O mesmo vale para o choro. A mídia (e o público em geral) só acredita na dor da derrota e na emoção da vitória após a instauração de um vale de lágrimas. A emoção contida, a dor reprimida, o vencedor que quer ficar solitário porque não se sente em paz consigo mesmo – tudo isso sempre será recebido com incompreensão, e não apenas apenas pelo público brasileiro. É preciso haver choro, é preciso haver emoção. Se quando alguém diz "eu te amo" o amor é declarado a realidade é modificada, quando alguém chora o que há é uma declaração de emoção ("Faça-se a emoção", parece dizer uma voz secreta e peremtória) e tanto a vitória como a derrota ganham legitimidade e geram aquela cumplicidade fácil e canalha.
p.s: não sei como é a cobertura das Olímpidas em outros países, mas duvido muito que o monopólio das lágrimas seja exclusivo do Brasil.

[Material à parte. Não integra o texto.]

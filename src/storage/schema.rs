//! Table definitions, created on connect

use crate::error::Result;
use sqlx::SqlitePool;

const TABLES: &[&str] = &[
    "CREATE TABLE IF NOT EXISTS fixtures (
        id INTEGER PRIMARY KEY,
        league_id INTEGER NOT NULL,
        season INTEGER NOT NULL,
        home_team_id INTEGER NOT NULL,
        away_team_id INTEGER NOT NULL,
        home_team TEXT NOT NULL,
        away_team TEXT NOT NULL,
        kickoff TEXT NOT NULL,
        status TEXT NOT NULL,
        home_score INTEGER,
        away_score INTEGER,
        home_odds REAL,
        draw_odds REAL,
        away_odds REAL
    )",
    "CREATE INDEX IF NOT EXISTS idx_fixtures_kickoff ON fixtures (kickoff)",
    "CREATE INDEX IF NOT EXISTS idx_fixtures_season ON fixtures (season, status)",
    "CREATE TABLE IF NOT EXISTS team_stats (
        team_id INTEGER NOT NULL,
        season INTEGER NOT NULL,
        goals_avg REAL NOT NULL,
        conceded_avg REAL NOT NULL,
        clean_sheet_avg REAL NOT NULL,
        form_avg REAL NOT NULL,
        updated_at TEXT NOT NULL,
        PRIMARY KEY (team_id, season)
    )",
    "CREATE TABLE IF NOT EXISTS users (
        id INTEGER PRIMARY KEY,
        telegram_chat_id TEXT,
        channel_verified INTEGER NOT NULL DEFAULT 0
    )",
    "CREATE TABLE IF NOT EXISTS filters (
        id INTEGER PRIMARY KEY AUTOINCREMENT,
        owner_id INTEGER NOT NULL,
        name TEXT NOT NULL,
        conditions TEXT NOT NULL,
        active INTEGER NOT NULL DEFAULT 1,
        alerts_enabled INTEGER NOT NULL DEFAULT 0,
        created_at TEXT NOT NULL
    )",
    // The unique index is the dedup invariant: at most one match per
    // (filter, fixture), regardless of how many scanners race.
    "CREATE TABLE IF NOT EXISTS filter_matches (
        id INTEGER PRIMARY KEY AUTOINCREMENT,
        filter_id INTEGER NOT NULL REFERENCES filters (id) ON DELETE CASCADE,
        fixture_id INTEGER NOT NULL REFERENCES fixtures (id) ON DELETE CASCADE,
        matched_at TEXT NOT NULL,
        notification_sent INTEGER NOT NULL DEFAULT 0,
        notified_at TEXT,
        last_error TEXT,
        bet_result TEXT NOT NULL DEFAULT 'pending',
        UNIQUE (filter_id, fixture_id)
    )",
    "CREATE TABLE IF NOT EXISTS backtest_results (
        filter_id INTEGER NOT NULL,
        bet_type TEXT NOT NULL,
        season_key TEXT NOT NULL,
        total_bets INTEGER NOT NULL,
        wins INTEGER NOT NULL,
        losses INTEGER NOT NULL,
        pushes INTEGER NOT NULL,
        win_rate TEXT NOT NULL,
        total_profit TEXT NOT NULL,
        roi_percentage TEXT NOT NULL,
        computed_at TEXT NOT NULL,
        expires_at TEXT NOT NULL,
        PRIMARY KEY (filter_id, bet_type, season_key)
    )",
    "CREATE TABLE IF NOT EXISTS backtest_jobs (
        id TEXT PRIMARY KEY,
        owner_id INTEGER NOT NULL,
        filter_id INTEGER NOT NULL,
        bet_type TEXT NOT NULL,
        seasons TEXT NOT NULL,
        stake TEXT NOT NULL,
        status TEXT NOT NULL DEFAULT 'pending',
        progress INTEGER NOT NULL DEFAULT 0,
        result TEXT,
        error TEXT,
        created_at TEXT NOT NULL,
        updated_at TEXT NOT NULL
    )",
    "CREATE TABLE IF NOT EXISTS jobs (
        id INTEGER PRIMARY KEY AUTOINCREMENT,
        task TEXT NOT NULL,
        args TEXT NOT NULL,
        status TEXT NOT NULL DEFAULT 'pending',
        attempts INTEGER NOT NULL DEFAULT 0,
        created_at TEXT NOT NULL
    )",
];

pub async fn create_all(pool: &SqlitePool) -> Result<()> {
    for ddl in TABLES {
        sqlx::query(ddl).execute(pool).await?;
    }
    Ok(())
}
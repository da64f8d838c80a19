//! Matchscout — football fixture filter engine
//!
//! Scan upcoming fixtures against user filters, backtest filters against
//! historical results, deliver alerts over Telegram.

use clap::{Parser, Subcommand};
use matchscout::{
    backtest::BacktestEngine,
    config::Config,
    notify::{Notifier, RateLimiter, TelegramNotifier},
    scanner::{scan_loop, ScanCoordinator},
    storage::{Database, MemoryCounterStore},
    types::BetType,
    worker::Worker,
};
use rust_decimal::Decimal;
use std::str::FromStr;
use std::sync::Arc;
use tracing_subscriber::{layer::SubscriberExt, util::SubscriberInitExt};

#[derive(Parser)]
#[command(name = "matchscout")]
#[command(about = "Fixture filter engine with backtesting and Telegram alerts")]
struct Cli {
    #[command(subcommand)]
    command: Commands,

    /// Config file path
    #[arg(short, long, default_value = "config.toml")]
    config: String,
}

#[derive(Subcommand)]
enum Commands {
    /// Run the scan loop and job worker
    Run,
    /// Run a single scan pass and exit
    Scan,
    /// Backtest a filter against historical fixtures
    Backtest {
        /// Filter ID to backtest
        filter_id: i64,
        /// Bet type: home_win, away_win, draw, over_2.5, under_2.5
        bet_type: String,
        /// Seasons to include, e.g. -s 2023 -s 2024
        #[arg(short, long, required = true)]
        season: Vec<i32>,
        /// Stake per bet
        #[arg(long)]
        stake: Option<Decimal>,
        /// Include streak/drawdown/Kelly analytics (bypasses the cache)
        #[arg(long)]
        analytics: bool,
    },
    /// Validate filter conditions from a JSON file (- for stdin)
    Validate {
        /// Path to a JSON array of conditions
        path: String,
    },
    /// Test Telegram notification
    TestNotify,
}

#[tokio::main]
async fn main() -> anyhow::Result<()> {
    dotenvy::dotenv().ok();

    tracing_subscriber::registry()
        .with(tracing_subscriber::fmt::layer())
        .with(tracing_subscriber::EnvFilter::from_default_env())
        .init();

    let cli = Cli::parse();
    let config = Config::load(&cli.config)?;

    match cli.command {
        Commands::Run => run(config).await,
        Commands::Scan => scan_once(config).await,
        Commands::Backtest {
            filter_id,
            bet_type,
            season,
            stake,
            analytics,
        } => run_backtest(config, filter_id, &bet_type, &season, stake, analytics).await,
        Commands::Validate { path } => validate_conditions(&path),
        Commands::TestNotify => test_notify(config).await,
    }
}

fn build_notifier(config: &Config) -> TelegramNotifier {
    match &config.telegram {
        Some(tg) => TelegramNotifier::new(tg.bot_token.clone()),
        None => {
            tracing::warn!("Telegram not configured, notifications disabled");
            TelegramNotifier::disabled()
        }
    }
}

async fn run(config: Config) -> anyhow::Result<()> {
    tracing::info!("Starting matchscout");

    let db = Arc::new(Database::connect(&config.database.path).await?);
    let notifier = Arc::new(build_notifier(&config));
    let limiter = RateLimiter::new(
        Arc::new(MemoryCounterStore::default()),
        config.rate_limit.capacity,
    );

    let coordinator = Arc::new(ScanCoordinator::new(
        db.clone(),
        db.clone(),
        db.clone(),
        config.scan.clone(),
    ));
    let engine = BacktestEngine::new(db.clone(), db.clone(), config.backtest.clone());
    let worker = Worker::new(
        db,
        notifier,
        limiter,
        engine,
        config.worker.clone(),
        config.rate_limit.clone(),
    );

    let interval = config.scan.interval_secs;
    let scan_handle = tokio::spawn(scan_loop(coordinator, interval));
    let worker_handle = tokio::spawn(async move { worker.run().await });

    tracing::info!("Scan loop and worker running, Ctrl-C to stop");
    tokio::signal::ctrl_c().await?;
    tracing::info!("Shutting down");
    scan_handle.abort();
    worker_handle.abort();
    Ok(())
}

async fn scan_once(config: Config) -> anyhow::Result<()> {
    let db = Arc::new(Database::connect(&config.database.path).await?);
    let coordinator = ScanCoordinator::new(db.clone(), db.clone(), db.clone(), config.scan.clone());
    let stats = coordinator.run_scan().await?;
    println!("{}", serde_json::to_string_pretty(&stats)?);
    Ok(())
}

async fn run_backtest(
    config: Config,
    filter_id: i64,
    bet_type: &str,
    seasons: &[i32],
    stake: Option<Decimal>,
    analytics: bool,
) -> anyhow::Result<()> {
    let bet_type = BetType::from_str(bet_type).map_err(anyhow::Error::msg)?;
    let stake = stake.unwrap_or(config.backtest.default_stake);

    let db = Arc::new(Database::connect(&config.database.path).await?);
    let engine = BacktestEngine::new(db.clone(), db, config.backtest.clone());
    let report = engine
        .run(filter_id, bet_type, seasons, stake, analytics)
        .await?;
    println!("{}", serde_json::to_string_pretty(&report)?);
    Ok(())
}

fn validate_conditions(path: &str) -> anyhow::Result<()> {
    let raw = if path == "-" {
        std::io::read_to_string(std::io::stdin())?
    } else {
        std::fs::read_to_string(path)?
    };
    let conditions: Vec<matchscout::types::Condition> = serde_json::from_str(&raw)?;
    let errors = matchscout::rules::validate(&conditions);
    if errors.is_empty() {
        println!("ok: {} condition(s)", conditions.len());
        Ok(())
    } else {
        println!("{}", serde_json::to_string_pretty(&errors)?);
        anyhow::bail!("{} validation error(s)", errors.len())
    }
}

async fn test_notify(config: Config) -> anyhow::Result<()> {
    let Some(tg) = &config.telegram else {
        anyhow::bail!("telegram is not configured");
    };
    let notifier = TelegramNotifier::new(tg.bot_token.clone());
    notifier
        .deliver(&tg.chat_id, "matchscout test notification")
        .await?;
    println!("notification sent to {}", tg.chat_id);
    Ok(())
}
//! Tests for the scan coordinator

use super::*;
use crate::storage::{Database, MockJobQueue};
use crate::test_util::{test_db, upcoming_fixture};
use crate::types::{Condition, ConditionValue, FixtureStatus, Operator};
use rust_decimal_macros::dec;

fn league_filter() -> Vec<Condition> {
    vec![Condition {
        field: "league_id".to_string(),
        operator: Operator::Eq,
        value: ConditionValue::Number(dec!(39)),
    }]
}

async fn seed_user_and_filter(db: &Database) {
    db.insert_user(1, Some("chat-1"), true).await.unwrap();
    db.create_filter(1, "epl upcoming", &league_filter(), true)
        .await
        .unwrap();
}

fn coordinator(db: Arc<Database>, queue: Arc<dyn JobQueue>) -> ScanCoordinator {
    ScanCoordinator::new(db.clone(), db, queue, ScanConfig::default())
}

#[tokio::test]
async fn test_scan_matches_and_enqueues_once() {
    let t = test_db().await;
    t.db.insert_fixture(&upcoming_fixture(1)).await.unwrap();
    seed_user_and_filter(&t.db).await;
    let db = Arc::new(t.db);

    let mut queue = MockJobQueue::new();
    queue
        .expect_enqueue()
        .withf(|task, args| task == NOTIFY_TASK && args["fixture_id"] == 1)
        .times(1)
        .returning(|_, _| Ok(()));

    let stats = coordinator(db, Arc::new(queue)).run_scan().await.unwrap();
    assert_eq!(stats.users_scanned, 1);
    assert_eq!(stats.filters_evaluated, 1);
    assert_eq!(stats.fixtures_matched, 1);
    assert_eq!(stats.notifications_enqueued, 1);
    assert_eq!(stats.errors, 0);
}

#[tokio::test]
async fn test_second_scan_is_idempotent() {
    let t = test_db().await;
    t.db.insert_fixture(&upcoming_fixture(1)).await.unwrap();
    t.db.insert_fixture(&upcoming_fixture(2)).await.unwrap();
    seed_user_and_filter(&t.db).await;
    let db = Arc::new(t.db);

    // Real queue: jobs land in the jobs table.
    let coord = coordinator(db.clone(), db.clone());
    let first = coord.run_scan().await.unwrap();
    let second = coord.run_scan().await.unwrap();

    assert_eq!(first.notifications_enqueued, 2);
    assert_eq!(second.notifications_enqueued, 0);
    assert_eq!(second.skipped_duplicates, 2);

    // Exactly one queued job per (filter, fixture) pair across both passes.
    let jobs = db.claim_pending_jobs(10).await.unwrap();
    assert_eq!(jobs.len(), 2);
}

#[tokio::test]
async fn test_unverified_users_are_not_scanned() {
    let t = test_db().await;
    t.db.insert_fixture(&upcoming_fixture(1)).await.unwrap();
    t.db.insert_user(1, Some("chat-1"), false).await.unwrap();
    t.db.create_filter(1, "epl", &league_filter(), true)
        .await
        .unwrap();
    let db = Arc::new(t.db);

    let stats = coordinator(db.clone(), db).run_scan().await.unwrap();
    assert_eq!(stats.users_scanned, 0);
}

#[tokio::test]
async fn test_alerts_disabled_filters_are_skipped() {
    let t = test_db().await;
    t.db.insert_fixture(&upcoming_fixture(1)).await.unwrap();
    t.db.insert_user(1, Some("chat-1"), true).await.unwrap();
    t.db.create_filter(1, "no alerts", &league_filter(), false)
        .await
        .unwrap();
    let db = Arc::new(t.db);

    let stats = coordinator(db.clone(), db).run_scan().await.unwrap();
    // No alert-enabled filter means the user is not eligible at all.
    assert_eq!(stats.users_scanned, 0);
    assert_eq!(stats.filters_evaluated, 0);
}

#[tokio::test]
async fn test_notification_cap_stops_run_early() {
    let t = test_db().await;
    for id in 1..=5 {
        t.db.insert_fixture(&upcoming_fixture(id)).await.unwrap();
    }
    seed_user_and_filter(&t.db).await;
    let db = Arc::new(t.db);

    let config = ScanConfig {
        max_notifications_per_run: 3,
        ..ScanConfig::default()
    };
    let coord = ScanCoordinator::new(db.clone(), db.clone(), db, config);
    let stats = coord.run_scan().await.unwrap();

    assert_eq!(stats.notifications_enqueued, 3);
    assert!(stats.cap_reached);
}

#[tokio::test]
async fn test_cancelled_and_postponed_fixtures_are_not_alerted() {
    let t = test_db().await;
    // In-window kickoffs, but neither match will be played.
    let mut cancelled = upcoming_fixture(1);
    cancelled.status = FixtureStatus::Cancelled;
    t.db.insert_fixture(&cancelled).await.unwrap();
    let mut postponed = upcoming_fixture(2);
    postponed.status = FixtureStatus::Postponed;
    t.db.insert_fixture(&postponed).await.unwrap();
    t.db.insert_fixture(&upcoming_fixture(3)).await.unwrap();
    seed_user_and_filter(&t.db).await;
    let db = Arc::new(t.db);

    let mut queue = MockJobQueue::new();
    queue
        .expect_enqueue()
        .withf(|task, args| task == NOTIFY_TASK && args["fixture_id"] == 3)
        .times(1)
        .returning(|_, _| Ok(()));

    let stats = coordinator(db, Arc::new(queue)).run_scan().await.unwrap();
    assert_eq!(stats.fixtures_matched, 1);
    assert_eq!(stats.notifications_enqueued, 1);
}

#[tokio::test]
async fn test_fixtures_outside_window_ignored() {
    let t = test_db().await;
    let mut far = upcoming_fixture(1);
    far.kickoff = Utc::now() + Duration::days(30);
    t.db.insert_fixture(&far).await.unwrap();
    let mut past = upcoming_fixture(2);
    past.kickoff = Utc::now() - Duration::hours(3);
    t.db.insert_fixture(&past).await.unwrap();
    seed_user_and_filter(&t.db).await;
    let db = Arc::new(t.db);

    let stats = coordinator(db.clone(), db).run_scan().await.unwrap();
    assert_eq!(stats.fixtures_matched, 0);
}

#[tokio::test]
async fn test_bad_filter_does_not_abort_run() {
    let t = test_db().await;
    t.db.insert_fixture(&upcoming_fixture(1)).await.unwrap();
    t.db.insert_user(1, Some("chat-1"), true).await.unwrap();
    // Bypass create_filter validation to plant a corrupt rule set, the way a
    // schema migration bug would.
    sqlx::query(
        "INSERT INTO filters (owner_id, name, conditions, active, alerts_enabled, created_at)
         VALUES (1, 'broken', '[{\"field\":\"no_such_field\",\"operator\":\">\",\"value\":1}]', 1, 1, ?)",
    )
    .bind(Utc::now())
    .execute(t.db.pool())
    .await
    .unwrap();
    t.db.create_filter(1, "good", &league_filter(), true)
        .await
        .unwrap();
    let db = Arc::new(t.db);

    let stats = coordinator(db.clone(), db).run_scan().await.unwrap();
    assert_eq!(stats.errors, 1);
    // The healthy filter still matched.
    assert_eq!(stats.fixtures_matched, 1);
}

Basta ver programas como "Extreme Makeover".
By Anonymous, at 10:58 AM
Li o post duas vezes, os comentários também, e ainda não consegui entender o que tem de tão grave o nadador e o ginasta chorarem por causa da vitória e da derrota... Colocar o choro canastrão de um galã de novela no mesmo patamar que as lágrimas verdadeiras de um cara que, depois de tantos anos de treino, tantas horas por dia, comete um erro fatal no final de uma série irretocável, é, no mínimo, injusto, pra não dizer incoerente. sexo dos anjos não, por favor...
By Marenrique, at 4:41 AM
marenrique
O problema não é nem tanto chorar. Até aceito isso. Se for uma expressão verdadeira, algo que aconteceria de qualquer forma. Mas nessa Olímpiadas vi várias vezes o seguinte procedimento: após determinada prova, as câmeras e o repórter chegavam em determinado atleta logo após a sua perfomance (antes de ele ter tido tempo de digerir sua vitória ou derrota) e pediam uma declaração, o sujeito falava meia dúzia de lugares comuns (lutei muito, me esforcei, não deu, fica pra próxima, vi o meu esforço recompensado, etc) e então o repórter, vendo que não havia emoção suficiente, falava algo do tipo "e o que você diz agora para o seu filho e a sua mulher? tem uma equipe na sua casa agora e eles estão te ouvindo", ou então diziam "coloca o fone do ouvido que o seu filho vai falar com você"", e aí começava o chororô
quanto ao sexo dos anjos - todo mundo sabe que eles são gays
By Anonymous, at 7:16 AM
marenrique:
O problema não é chorar, é capitalizar e diluir a importância do ato.
Mas se vc acha normal as câmeras da globo invadindo a privacidade da família dos atletas, esquadrinhando cada possibilidade de medalha e apelando de forma boçal para um sentimentalismo hipócrita, o Galvão falando as suas cretinices habituais, então não posso fazer nada.
By sensei allegro, at 7:50 AM
Daniel: onde é que está esse texto sobre o roteiro de capitu? Fiquei com vontade de ler.
By sensei allegro, at 8:36 AM
Diego,acho que é um dever cívico postar aqui o texto do Inácio na Folha sobre o roteiro "Capitu".